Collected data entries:
* * * * * * *
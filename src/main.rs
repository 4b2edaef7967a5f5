use std::path::Path;
use std::sync::Arc;
use tracing_subscriber::{layer::SubscriberExt, util::SubscriberInitExt};

mod api;
mod auth;
mod routes;
mod state;
mod views;

use state::AppState;
use whoknows::{config, db};

#[tokio::main]
async fn main() -> anyhow::Result<()> {
    tracing_subscriber::registry()
        .with(
            tracing_subscriber::EnvFilter::try_from_default_env()
                .unwrap_or_else(|_| "whoknows=debug,tower_http=info".into()),
        )
        .with(tracing_subscriber::fmt::layer())
        .init();

    // Load configuration / 加载配置
    let app_config = config::load_config().map_err(anyhow::Error::msg)?;
    tracing::info!(
        "Starting whoknows (built {}, env={}, full_text={}, enrichment={})",
        whoknows::BUILD_TIME,
        app_config.app_env,
        app_config.search.full_text,
        app_config.search.external_enrichment
    );

    let pool = db::connect(&app_config).await?;
    db::run_migrations(&pool).await?;
    db::seed_pages(
        &pool,
        Path::new(&app_config.database.seed_file),
        app_config.is_production(),
    )
    .await?;

    match auth::purge_expired_sessions(&pool).await {
        Ok(0) => {}
        Ok(n) => tracing::info!("Removed {} expired sessions", n),
        Err(e) => tracing::warn!("Failed to purge expired sessions: {}", e),
    }

    if app_config.weather.api_key.is_none() {
        tracing::warn!("DMI_API_KEY not set, weather pages will report the service as unavailable");
    }

    let bind_addr = app_config.get_bind_address();
    let state = Arc::new(AppState::from_config(pool, app_config)?);
    let app = routes::build_router(state);

    let listener = tokio::net::TcpListener::bind(&bind_addr).await?;
    tracing::info!("Server running at http://{}", bind_addr);

    axum::serve(listener, app)
        .with_graceful_shutdown(shutdown_signal())
        .await?;

    tracing::info!("Server stopped");
    Ok(())
}

async fn shutdown_signal() {
    if let Err(e) = tokio::signal::ctrl_c().await {
        tracing::error!("Failed to listen for shutdown signal: {}", e);
        std::future::pending::<()>().await;
    }
    tracing::info!("Shutdown signal received");
}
* * * * * * *
Transcribe every line above, character for character.

filename src/main.rs
repository 4b2edaef7967a5f5
use std::path::Path;
use std::sync::Arc;
use tracing_subscriber::{layer::SubscriberExt, util::SubscriberInitExt};

mod api;
mod auth;
mod routes;
mod state;
mod views;

use state::AppState;
use whoknows::{config, db};

#[tokio::main]
async fn main() -> anyhow::Result<()> {
    tracing_subscriber::registry()
        .with(
            tracing_subscriber::EnvFilter::try_from_default_env()
                .unwrap_or_else(|_| "whoknows=debug,tower_http=info".into()),
        )
        .with(tracing_subscriber::fmt::layer())
        .init();

    // Load configuration / 加载配置
    let app_config = config::load_config().map_err(anyhow::Error::msg)?;
    tracing::info!(
        "Starting whoknows (built {}, env={}, full_text={}, enrichment={})",
        whoknows::BUILD_TIME,
        app_config.app_env,
        app_config.search.full_text,
        app_config.search.external_enrichment
    );

    let pool = db::connect(&app_config).await?;
    db::run_migrations(&pool).await?;
    db::seed_pages(
        &pool,
        Path::new(&app_config.database.seed_file),
        app_config.is_production(),
    )
    .await?;

    match auth::purge_expired_sessions(&pool).await {
        Ok(0) => {}
        Ok(n) => tracing::info!("Removed {} expired sessions", n),
        Err(e) => tracing::warn!("Failed to purge expired sessions: {}", e),
    }

    if app_config.weather.api_key.is_none() {
        tracing::warn!("DMI_API_KEY not set, weather pages will report the service as unavailable");
    }

    let bind_addr = app_config.get_bind_address();
    let state = Arc::new(AppState::from_config(pool, app_config)?);
    let app = routes::build_router(state);

    let listener = tokio::net::TcpListener::bind(&bind_addr).await?;
    tracing::info!("Server running at http://{}", bind_addr);

    axum::serve(listener, app)
        .with_graceful_shutdown(shutdown_signal())
        .await?;

    tracing::info!("Server stopped");
    Ok(())
}

async fn shutdown_signal() {
    if let Err(e) = tokio::signal::ctrl_c().await {
        tracing::error!("Failed to listen for shutdown signal: {}", e);
        std::future::pending::<()>().await;
    }
    tracing::info!("Shutdown signal received");
}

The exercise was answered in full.